The women were forced to carry buckets of water up and down a flight of stairs without rest or water. Even the director would hit the women there, she said. López will never forget a woman who tried to escape from the rehabilitation center, but failed. The director left her face purple and bloody.
Three months later, López got sick from tuberculosis and was transferred to a health center. She couldn’t walk and her immunities were low. Her mother picked her up and took her to the hospice “Las Memorias,” where she’s been since June of 2006.
She has a strong guilt and regrets having hurt her family. She blames herself for the death of her grandmother, who cared for her aunt Margarita while she died due to AIDS. She tells that when she told her grandmother she was HIV-positive, her grandmother died of sadness a short time after.
“[Let’s just say], that I killed her knowing that one day I would die,” López said.

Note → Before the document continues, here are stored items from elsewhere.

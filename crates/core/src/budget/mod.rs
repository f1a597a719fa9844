//! Budget entities, validation, and the entity store.

pub mod error;
pub mod store;
pub mod types;
pub mod validation;


pub use error::BudgetError;
pub use store::BudgetStore;
pub use types::{
    Budget, BudgetFilter, BudgetItem, BudgetPatch, BudgetStatus, CreateBudgetInput,
    CreateBudgetItemInput, DateRange, RecurrenceMarker,
};
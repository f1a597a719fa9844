//! Application configuration management.
//!
//! Configuration is passed explicitly into store and service constructors,
//! never read from ambient global state.

use serde::Deserialize;

/// Application configuration.
#[derive(Debug, Clone, Deserialize)]
pub struct AppConfig {
    /// ISO 4217 currency code used for all budget amounts.
    #[serde(default = "default_currency")]
    pub currency: String,
    /// Pagination configuration.
    #[serde(default)]
    pub pagination: PaginationConfig,
    /// Recurring generation configuration.
    #[serde(default)]
    pub recurring: RecurringConfig,
}

fn default_currency() -> String {
    "INR".to_string()
}

impl Default for AppConfig {
    fn default() -> Self {
        Self {
            currency: default_currency(),
            pagination: PaginationConfig::default(),
            recurring: RecurringConfig::default(),
        }
    }
}

/// Pagination configuration.
#[derive(Debug, Clone, Deserialize)]
pub struct PaginationConfig {
    /// Page size used when the caller does not specify one.
    #[serde(default = "default_per_page")]
    pub default_per_page: u32,
    /// Upper bound on page size; larger requests are capped.
    #[serde(default = "default_max_per_page")]
    pub max_per_page: u32,
}

fn default_per_page() -> u32 {
    20
}

fn default_max_per_page() -> u32 {
    100
}

impl Default for PaginationConfig {
    fn default() -> Self {
        Self {
            default_per_page: default_per_page(),
            max_per_page: default_max_per_page(),
        }
    }
}

/// Recurring generation configuration.
#[derive(Debug, Clone, Deserialize)]
pub struct RecurringConfig {
    /// Maximum number of occurrences a single generation may produce.
    #[serde(default = "default_max_occurrences")]
    pub max_occurrences: u32,
}

fn default_max_occurrences() -> u32 {
    60
}

impl Default for RecurringConfig {
    fn default() -> Self {
        Self {
            max_occurrences: default_max_occurrences(),
        }
    }
}

impl AppConfig {
    /// Loads configuration from environment and config files.
    ///
    /// # Errors
    ///
    /// Returns an error if configuration cannot be loaded.
    pub fn load() -> Result<Self, config::ConfigError> {
        let run_mode = std::env::var("RUN_MODE").unwrap_or_else(|_| "development".to_string());

        let config = config::Config::builder()
            .add_source(config::File::with_name("config/default").required(false))
            .add_source(config::File::with_name(&format!("config/{run_mode}")).required(false))
            .add_source(config::Environment::with_prefix("MANDIRA").separator("__"))
            .build()?;

        config.try_deserialize()
    }
}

She never forgot the day her mother found out she was HIV-positive. It was Mother’s Day and López had gone home to give her a gift. Her sister knew she had HIV and told her mother. That day, her mother asked her if she was HIV-positive.
“Yes,” López told her, clarifying that it was the most difficult moment of having HIV.
Now, López is weak with a voice that can barely be heard. She takes retroviral medicines that make her weak and dreams of going back home with her family to fix her relationship with them.
“The most beautiful moment that I could live would be that my mother would come and lay down with me and comfort me,” she said.
The series first ran in Spanish in “El Nuevo Sol,” a publication for Spanish-speaking college journalists at California State University, Northridge.